Adolescenti e IA, l’amico che per il 42% sostituisce gli adulti
Adolescenti e IA, l’amico segreto che sostituisce gli adulti
Quasi 4 ragazzi su 10 confidano ansie e scelte importanti ai chatbot mentre crescono isolamento, psicofarmaci e povertà educativa.

Per una fetta crescente di adolescenti italiani, quando il mondo si fa pesante non si bussa più alla porta di un adulto, ma a quella di un algoritmo. Secondo il nuovo Atlante dell’infanzia (a rischio) 2025 dedicato all’adolescenza, oltre il 41% dei ragazzi tra i 15 e i 19 anni ha chiesto aiuto a strumenti di intelligenza artificiale in momenti di tristezza, solitudine o ansia; più del 42% li ha usati per decidere in situazioni delicate, dalle relazioni alla scuola fino al futuro lavoro.

La stessa indagine mostra che più del 92% degli adolescenti usa, in qualche forma, l’IA, contro meno della metà degli adulti, che in maggioranza non l’ha mai sperimentata. Un sorpasso netto, che racconta una generazione che vive in modalità onlife, sempre connessa, in equilibrio instabile tra opportunità e rischi.

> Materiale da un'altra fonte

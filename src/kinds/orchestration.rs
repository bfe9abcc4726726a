use anyhow::Result;
use async_trait::async_trait;

use crate::cloud::ServiceType;
use crate::kinds::{KindContext, ResourceKind, unexpected_resource};
use crate::types::Resource;

/// Heat stacks. Purged first: deleting a stack deletes the resources it
/// created, so each delete only returns once the stack is gone.
pub struct Stacks {
    ctx: KindContext,
}

impl Stacks {
    pub const NAME: &'static str = "Stacks";
    pub const ORDER: i32 = 10;

    pub fn new(ctx: &KindContext) -> Self {
        Stacks { ctx: ctx.clone() }
    }
}

#[async_trait]
impl ResourceKind for Stacks {
    fn name(&self) -> &str {
        Self::NAME
    }

    fn order(&self) -> i32 {
        Self::ORDER
    }

    fn project_id(&self) -> &str {
        &self.ctx.project_id
    }

    async fn list(&self) -> Result<Vec<Resource>> {
        if !self.ctx.cloud.has_service(ServiceType::Orchestration) {
            return Ok(Vec::new());
        }
        Ok(self
            .ctx
            .cloud
            .list_stacks()
            .await?
            .into_iter()
            .map(Resource::Stack)
            .collect())
    }

    async fn delete(&self, resource: &Resource) -> Result<()> {
        let Resource::Stack(stack) = resource else {
            return Err(unexpected_resource(self.name(), resource));
        };
        self.ctx
            .cloud
            .delete_stack(&stack.stack_name, &stack.id)
            .await
    }
}
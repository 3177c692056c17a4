// Copyright 2026 the Trellis Authors
// SPDX-License-Identifier: Apache-2.0

//! The input-device processing core of the Trellis embedded UI toolkit.
//!
//! This crate turns raw samples from heterogeneous input hardware into
//! semantic widget events against a scene graph it does not own:
//!
//! - **Pointers** (touch panels, mice) are hit-tested against the
//!   scene's layers and run a press/release state machine producing
//!   press, pressing, click, long-press, long-press-repeat and
//!   press-lost, plus a drag engine with a dead-zone and an inertial
//!   "throw" continuation after release.
//! - **Keypads** route ENTER/NEXT/PREV and data keys through a focus
//!   group.
//! - **Encoders** step focus (or edit the focused widget) per detent
//!   and toggle edit mode on a long press of the knob.
//! - **Button arrays** map hardware buttons to screen points and reuse
//!   the pointer machine.
//!
//! The scene graph, focus groups, renderer invalidation queue, tick
//! source and hardware drivers are all consumed through traits — see
//! [`core::Scene`], [`core::TickSource`] and [`core::SampleSource`].
//! Registration and the periodic processing entry live on
//! [`app::InputRoot`].
//!
//! Processing is single-threaded and cooperative: the embedder's
//! scheduler calls [`InputRoot::process`](app::InputRoot::process) at a
//! fixed period and everything runs to completion inside it. Widget
//! callbacks run synchronously during processing and may mutate the
//! scene arbitrarily — destroying the widget under the pointer included
//! — as long as they report destructions through
//! [`EventCtx::request_reset`](core::EventCtx::request_reset).
//!
//! The crate does not render, lay out, or interpret widget-specific
//! gestures; each physical device is one logical pointer.

// TRELLIS LINT SET - lib.rs
// These lints shouldn't apply to examples or tests.
#![warn(clippy::print_stdout, clippy::print_stderr)]
#![cfg_attr(target_pointer_width = "64", warn(clippy::trivially_copy_pass_by_ref))]
#![warn(missing_docs)]

#[macro_use]
pub mod util;

pub mod app;
pub mod core;
pub mod testing;

mod passes;
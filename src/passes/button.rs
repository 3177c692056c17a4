// Copyright 2026 the Trellis Authors
// SPDX-License-Identifier: Apache-2.0

//! The button-array adapter: button indexes become synthetic pointer
//! presses at configured screen points.

use tracing::trace;

use crate::core::SampleState;
use crate::passes::{DevicePass, Flow};

impl DevicePass<'_> {
    /// Process one button sample by delegating to the pointer paths.
    ///
    /// Pressing a different button than last time must always release
    /// the previous point first, whatever the sample's state; the press
    /// at the new point happens on the driver's next (repeated) sample.
    pub(crate) fn process_button(&mut self, index: usize, state: SampleState) -> Flow {
        let Some(&point) = self.device.button_points.get(index) else {
            trace!("button {} of {} has no point mapping", index, self.id);
            return Ok(());
        };

        self.pointer_mut().current_point = point;
        let same_point = self.pointer().last_point == point;
        let flow = if same_point && state == SampleState::Pressed {
            self.press()
        } else {
            self.release()
        };

        let current = self.pointer().current_point;
        self.pointer_mut().last_point = current;
        flow
    }
}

Un’adolescenza onlife, tra chat e silenzi

La fotografia tracciata dall’Atlante è quella di ragazzi che trascorrono una buona parte della loro giornata in compagnia dello smartphone. Circa il 38% dichiara di controllare spesso il cellulare anche quando è con amici o parenti, fenomeno ormai noto come phubbing, mentre più di un quarto si sente nervoso quando non ha il telefono con sé.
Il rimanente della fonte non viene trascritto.